DATA PROVIDED
────────────────
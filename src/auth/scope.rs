//! Scope modeling helpers used by the token flows.

// std
use std::collections::BTreeSet;
// self
use crate::_prelude::*;

/// Errors emitted when validating scopes.
#[derive(Clone, Debug, PartialEq, Eq, Serialize, Deserialize, ThisError)]
pub enum ScopeValidationError {
	/// Empty scope entries are not allowed.
	#[error("Scope entries cannot be empty.")]
	Empty,
	/// Scopes cannot contain embedded whitespace characters.
	#[error("Scope contains whitespace: {scope}.")]
	ContainsWhitespace {
		/// The offending scope string.
		scope: String,
	},
}

/// Normalized set of OAuth scopes.
///
/// Scopes are deduplicated and sorted so the `scope` request parameter is stable no matter how
/// callers ordered their input.
#[derive(Clone, Debug, Default, PartialEq, Eq, PartialOrd, Ord, Hash, Serialize, Deserialize)]
#[serde(try_from = "Vec<String>", into = "Vec<String>")]
pub struct ScopeSet(Arc<[String]>);
impl ScopeSet {
	/// Creates a normalized scope set from any iterator.
	pub fn new<I, S>(scopes: I) -> Result<Self, ScopeValidationError>
	where
		I: IntoIterator<Item = S>,
		S: Into<String>,
	{
		let mut set = BTreeSet::new();

		for scope in scopes {
			let scope = scope.into();

			if scope.is_empty() {
				return Err(ScopeValidationError::Empty);
			}
			if scope.chars().any(char::is_whitespace) {
				return Err(ScopeValidationError::ContainsWhitespace { scope });
			}

			set.insert(scope);
		}

		Ok(Self(set.into_iter().collect()))
	}

	/// Number of distinct scopes.
	pub fn len(&self) -> usize {
		self.0.len()
	}

	/// Returns true if no scopes are defined.
	pub fn is_empty(&self) -> bool {
		self.0.is_empty()
	}

	/// Returns true if the normalized set contains the provided scope.
	pub fn contains(&self, scope: &str) -> bool {
		self.0.binary_search_by(|candidate| candidate.as_str().cmp(scope)).is_ok()
	}

	/// Iterator over normalized scopes.
	pub fn iter(&self) -> impl Iterator<Item = &str> {
		self.0.iter().map(String::as_str)
	}

	/// Returns the space-delimited form used for the `scope` request parameter.
	pub fn normalized(&self) -> String {
		self.0.join(" ")
	}
}
impl TryFrom<Vec<String>> for ScopeSet {
	type Error = ScopeValidationError;

	fn try_from(value: Vec<String>) -> Result<Self, Self::Error> {
		Self::new(value)
	}
}
impl From<ScopeSet> for Vec<String> {
	fn from(value: ScopeSet) -> Self {
		value.0.to_vec()
	}
}
impl FromStr for ScopeSet {
	type Err = ScopeValidationError;

	fn from_str(s: &str) -> Result<Self, Self::Err> {
		Self::new(s.split_whitespace())
	}
}
impl Display for ScopeSet {
	fn fmt(&self, f: &mut Formatter) -> FmtResult {
		f.write_str(&self.normalized())
	}
}
//! Fluent JWT builder that mints compact, optionally signed tokens.
//!
//! The builder is a plain owned value: every setter consumes and returns it, repeated calls to the
//! same setter keep the last value, and [`TokenBuilder::build`] consumes it. Signing is delegated
//! to the injected [`SignatureCalculator`] and every failure it reports surfaces as
//! [`Error::Signing`], so callers only ever handle one error kind.

// std
use std::path::Path;
// crates.io
use base64::{Engine as _, engine::general_purpose::URL_SAFE_NO_PAD};
use serde_json::{Map, Value};
use time::macros::datetime;
// self
use crate::{
	_prelude::*,
	auth::ClientId,
	config::Service,
	error::SigningError,
	jwt::{
		PrivateKey, RsaSignatureCalculator, SignatureAlgorithm, SignatureCalculator,
		claims::{self, EXPIRATION, HEADER_ALGORITHM, HEADER_TYPE, JWT_TYPE, SCOPES},
	},
};

/// Expiration sentinel meaning "never expires"; the `exp` claim is omitted for it.
pub const NO_EXPIRATION: OffsetDateTime = datetime!(9999-12-31 23:59:59 UTC);

/// Single-use builder for compact JWTs.
pub struct TokenBuilder {
	service: Service,
	calculator: Arc<dyn SignatureCalculator>,
	header: BTreeMap<String, String>,
	claims: Map<String, Value>,
	expiration: OffsetDateTime,
	signature_algorithm: SignatureAlgorithm,
	private_key: Option<PrivateKey>,
	scopes: Vec<String>,
	local_scopes: Vec<String>,
	app_id: Option<String>,
}
impl TokenBuilder {
	/// Creates a builder for `service` that signs through `calculator`.
	///
	/// The client identifier is written to the service's client-id claim (`cid` for XSUAA, `aud`
	/// for IAS) and can be overridden with [`claim`](Self::claim).
	pub fn new(
		service: Service,
		calculator: Arc<dyn SignatureCalculator>,
		client_id: impl AsRef<str>,
	) -> Result<Self> {
		let client_id = ClientId::new(client_id)?;
		let mut claims = Map::new();

		claims.insert(service.client_id_claim().into(), Value::String(client_id.into()));

		Ok(Self {
			service,
			calculator,
			header: BTreeMap::new(),
			claims,
			expiration: NO_EXPIRATION,
			signature_algorithm: SignatureAlgorithm::default(),
			private_key: None,
			scopes: Vec::new(),
			local_scopes: Vec::new(),
			app_id: None,
		})
	}

	/// Creates a builder backed by [`RsaSignatureCalculator`].
	pub fn rs256(service: Service, client_id: impl AsRef<str>) -> Result<Self> {
		Self::new(service, Arc::new(RsaSignatureCalculator), client_id)
	}

	/// Identity service the token is minted for.
	pub fn service(&self) -> Service {
		self.service
	}

	/// Adds a header parameter. `alg` and `typ` are always derived at build time.
	pub fn header_parameter(mut self, name: impl Into<String>, value: impl Into<String>) -> Self {
		self.header.insert(name.into(), value.into());

		self
	}

	/// Sets a string claim.
	pub fn claim(mut self, name: impl Into<String>, value: impl Into<String>) -> Self {
		self.claims.insert(name.into(), Value::String(value.into()));

		self
	}

	/// Sets a structured JSON claim.
	pub fn claim_object(mut self, name: impl Into<String>, object: Map<String, Value>) -> Self {
		self.claims.insert(name.into(), Value::Object(object));

		self
	}

	/// Sets a claim holding an array of strings.
	pub fn claim_values<I, S>(mut self, name: impl Into<String>, values: I) -> Self
	where
		I: IntoIterator<Item = S>,
		S: Into<String>,
	{
		let values = values.into_iter().map(|value| Value::String(value.into())).collect();

		self.claims.insert(name.into(), Value::Array(values));

		self
	}

	/// Merges every claim of the JSON object stored at `path`.
	pub fn claims_from_file(mut self, path: impl AsRef<Path>) -> Result<Self> {
		self.claims.extend(claims::load_claims(path)?);

		Ok(self)
	}

	/// Sets the expiration instant; [`NO_EXPIRATION`] omits the `exp` claim.
	pub fn expiration(mut self, expiration: OffsetDateTime) -> Self {
		self.expiration = expiration;

		self
	}

	/// Overrides the signature algorithm (defaults to RS256).
	pub fn signature_algorithm(mut self, algorithm: SignatureAlgorithm) -> Self {
		self.signature_algorithm = algorithm;

		self
	}

	/// Sets the signing key. Without one the signature segment stays empty.
	pub fn private_key(mut self, key: PrivateKey) -> Self {
		self.private_key = Some(key);

		self
	}

	/// Sets the scopes written to the `scope` claim.
	pub fn scopes<I, S>(mut self, scopes: I) -> Self
	where
		I: IntoIterator<Item = S>,
		S: Into<String>,
	{
		self.scopes = scopes.into_iter().map(Into::into).collect();

		self
	}

	/// Sets application-local scopes, prefixed with `<app id>.` when an app id is set.
	pub fn local_scopes<I, S>(mut self, scopes: I) -> Self
	where
		I: IntoIterator<Item = S>,
		S: Into<String>,
	{
		self.local_scopes = scopes.into_iter().map(Into::into).collect();

		self
	}

	/// Sets the application id used to qualify local scopes.
	pub fn app_id(mut self, app_id: impl Into<String>) -> Self {
		self.app_id = Some(app_id.into());

		self
	}

	/// Encodes and signs the token as `header.claims.signature`.
	pub fn build(self) -> Result<String> {
		let header = self.header_object();
		let claims = self.claims_object();
		let header = serde_json::to_vec(&header).map_err(SigningError::from_source)?;
		let claims = serde_json::to_vec(&claims).map_err(SigningError::from_source)?;
		let signing_input =
			format!("{}.{}", URL_SAFE_NO_PAD.encode(header), URL_SAFE_NO_PAD.encode(claims));
		let signature = match &self.private_key {
			Some(key) => {
				let raw = self
					.calculator
					.calculate_signature(key, self.signature_algorithm, signing_input.as_bytes())
					.map_err(SigningError::from)?;

				URL_SAFE_NO_PAD.encode(raw)
			},
			None => String::new(),
		};

		Ok(format!("{signing_input}.{signature}"))
	}

	fn header_object(&self) -> Map<String, Value> {
		let mut header: Map<String, Value> = self
			.header
			.iter()
			.map(|(name, value)| (name.clone(), Value::String(value.clone())))
			.collect();

		header.insert(HEADER_ALGORITHM.into(), self.signature_algorithm.value().into());
		header.insert(HEADER_TYPE.into(), JWT_TYPE.into());

		header
	}

	fn claims_object(&self) -> Map<String, Value> {
		let mut claims = self.claims.clone();
		let local_scopes = self.local_scopes.iter().map(|scope| match &self.app_id {
			Some(app_id) => format!("{app_id}.{scope}"),
			None => scope.clone(),
		});
		let scopes: Vec<Value> =
			self.scopes.iter().cloned().chain(local_scopes).map(Value::String).collect();

		if !scopes.is_empty() {
			claims.insert(SCOPES.into(), Value::Array(scopes));
		}
		if self.expiration != NO_EXPIRATION {
			claims.insert(EXPIRATION.into(), self.expiration.unix_timestamp().into());
		}

		claims
	}
}
impl Debug for TokenBuilder {
	fn fmt(&self, f: &mut Formatter) -> FmtResult {
		f.debug_struct("TokenBuilder")
			.field("service", &self.service)
			.field("header", &self.header)
			.field("claims", &self.claims)
			.field("expiration", &self.expiration)
			.field("signature_algorithm", &self.signature_algorithm)
			.field("private_key_set", &self.private_key.is_some())
			.field("scopes", &self.scopes)
			.field("local_scopes", &self.local_scopes)
			.field("app_id", &self.app_id)
			.finish()
	}
}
────────────────
EXERCISE DIRECTIONS
Work out how many lines in the material above hold the string "ScopeValidationError", and reply with the number only.

SOLUTION
6